**Work to complete**.
Copy every line of the entries that includes the word "dots".

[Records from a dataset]
╭──

/// The chat log as drawn inside the chat pane, without border or scroll.
/// Also used to measure the wrapped height for auto-scroll.
pub fn chat_paragraph(app: &App) -> Paragraph<'static> {
    let palette = Palette::for_theme(app.theme);

    let chat_text = if app.chat.log().is_empty() && !app.chat.is_awaiting() {
        Text::from(Span::styled(
            "Ask about brands, ad campaigns and regions...",
            Style::default().fg(palette.muted),
        ))
    } else {
        let mut lines: Vec<Line<'static>> = Vec::new();

        for msg in app.chat.log() {
            match msg.sender() {
                Sender::User => {
                    lines.push(Line::from(Span::styled(
                        "You:",
                        Style::default().fg(palette.user).add_modifier(Modifier::BOLD),
                    )));
                    for line in msg.text().lines() {
                        lines.push(Line::styled(line.to_string(), Style::default().fg(palette.fg)));
                    }
                }
                Sender::Agent => {
                    lines.push(Line::from(Span::styled(
                        "Agent:",
                        Style::default().fg(palette.agent).add_modifier(Modifier::BOLD),
                    )));
                    let base = if msg.text() == BACKEND_ERROR_TEXT {
                        Style::default().fg(palette.error)
                    } else {
                        Style::default().fg(palette.fg)
                    };
                    for line in msg.text().lines() {
                        lines.push(parse_markdown_line(line, base));
                    }
                }
            }
            lines.push(Line::default());
        }

        if app.chat.is_awaiting() {
            lines.push(Line::from(Span::styled(
                "Agent:",
                Style::default().fg(palette.agent).add_modifier(Modifier::BOLD),
            )));
            // Animated ellipsis: cycles through ".", "..", "..."
            let dots = ".".repeat((app.animation_frame as usize) + 1);
            lines.push(Line::from(Span::styled(
                format!("Thinking{}", dots),
                Style::default().fg(palette.muted).add_modifier(Modifier::ITALIC),
            )));
        }

        Text::from(lines)
    };

    Paragraph::new(chat_text).wrap(Wrap { trim: false })
}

╰──

**Task output**.
            let dots = ".".repeat((app.animation_frame as usize) + 1);
                format!("Thinking{}", dots),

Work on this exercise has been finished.